Strawberry Puree Play

This mouthwatering strawberry puree is an easy recipe to master and gives you a versatile strawberry sauce to enhance the flavor of countless recipes. From healthy smoothies and dressings to indulgent desserts and pastries, here are just a few of the wonderful ways you can use strawberry puree.

  • Add garden-fresh strawberry flavor to cakes or frosting.
  • Layer ribbons of puree into pastries such as scones or cupcakes. 
  • Enhance any strawberry pie recipe.
  • Spread it on waffles, pancakes, or french toast.
  • Stir a few spoonfuls of puree into oatmeal.
  • Drizzle it over ice cream.
  • Use it as a decadent strawberry topping for cheesecake.
  • Add to smoothies and make a lip-smacking berry-balsamic vinaigrette.
  • Create beautiful summer refreshments by mixing with sparkling water and garnish with just-picked strawberries.

Our favorite method of making strawberry puree is adapted from James Beard Award-winning cookbook author Rose Levy Beranbaum. She stresses the importance of separating the berries from the juice and reducing the juice to a flavor-dense syrup, which is then blended back into the strained berry flesh. The result is pure strawberry heaven. (Of course, you can also create a quick-as-a-wink strawberry puree by simply processing fresh berries in a food processor or blender, though this will produce a runnier puree with a more diluted flavor.)
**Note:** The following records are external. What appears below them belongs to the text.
impl State {
    /// Installs a fetch token, or rejects it as stale.
    ///
    /// Returns a token that must be completed with a revocation: the
    /// submitted token when the request predates the partition's current
    /// run, or a displaced prior token for the same `(partition, stream)`.
    pub fn install_fetch(
        &mut self,
        partition: TopicPartition,
        stream: StreamId,
        partition_stream: PartitionStreamId,
        token: FetchToken,
    ) -> Option<FetchToken> {
        let current = self
            .partition_stream_ids
            .get(&partition)
            .copied()
            .unwrap_or_default();

        if current > partition_stream {
            // A newer run of this partition exists. Reject the request and
            // drop the buffer that predates the reassignment; the new run
            // re-fetches from the client.
            self.records.remove(&partition);
            return Some(token);
        }

        self.partition_stream_ids
            .insert(partition.clone(), partition_stream.max(current));
        self.fetches
            .entry(partition)
            .or_default()
            .insert(stream, token)
    }

    /// Merges newly polled records with the buffered ones and completes
    /// every fetch whose partition now has records.
    ///
    /// Each completed fetch receives the partition's full chunk (buffered
    /// records first, then new ones, in broker order). When several streams
    /// hold tokens for the same partition they all receive the same chunk.
    /// Partitions with records but no waiting fetch keep their buffer.
    pub fn integrate_poll(
        &mut self,
        new_records: BTreeMap<TopicPartition, Vec<CommittableRecord>>,
    ) -> Vec<Completion> {
        for (tp, records) in new_records {
            if records.is_empty() {
                continue;
            }
            self.records.entry(tp).or_default().extend(records);
        }

        if self.fetches.is_empty() {
            return Vec::new();
        }

        let completable: Vec<TopicPartition> = self
            .records
            .keys()
            .filter(|tp| self.fetches.contains_key(*tp))
            .cloned()
            .collect();

        let mut completions = Vec::new();
        for tp in completable {
            let chunk = self.records.remove(&tp).unwrap_or_default();
            if let Some(tokens) = self.fetches.remove(&tp) {
                for token in tokens.into_values() {
                    completions.push(Completion {
                        token,
                        records: chunk.clone(),
                    });
                }
            }
        }
        completions
    }

    /// Evicts the given partitions: every waiting fetch is completed with
    /// whatever the partition had buffered, and buffers without waiters are
    /// dropped. Partition stream ids are retained so later runs of the same
    /// partition stay monotonic.
    pub fn revoke_partitions(&mut self, revoked: &BTreeSet<TopicPartition>) -> Vec<Completion> {
        let mut completions = Vec::new();
        for tp in revoked {
            let buffered = self.records.remove(tp).unwrap_or_default();
            if let Some(tokens) = self.fetches.remove(tp) {
                for token in tokens.into_values() {
                    completions.push(Completion {
                        token,
                        records: buffered.clone(),
                    });
                }
            }
        }
        completions
    }

    /// Removes and returns all pending commits, in submission order.
    pub fn take_pending_commits(&mut self) -> Vec<CommitRequest> {
        std::mem::take(&mut self.pending_commits)
    }
}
Start with Exceptional Berries

The Sweet Berry Strawberry from our Foodie Fresh line (available exclusively at Lowe’s) is a hybrid berry that is beautiful and productive. Grow them front and center where they can be easily picked because they’ll quickly become a go-to summer snack. And now that you’ll be making batches of strawberry puree, the abundant fruit it produces will keep you stocked up on your most important ingredient.

These strawberries grow well in-ground, in containers, or in hanging baskets. It also produces deep pink, almost rose-like, double flowers that add a delightful visual treat wherever it grows.

Easy Strawberry Puree Recipe

Easy Strawberry Puree: puree on pound cake
Transform an ordinary pound cake or tea cake with a generous drizzle of homemade strawberry puree.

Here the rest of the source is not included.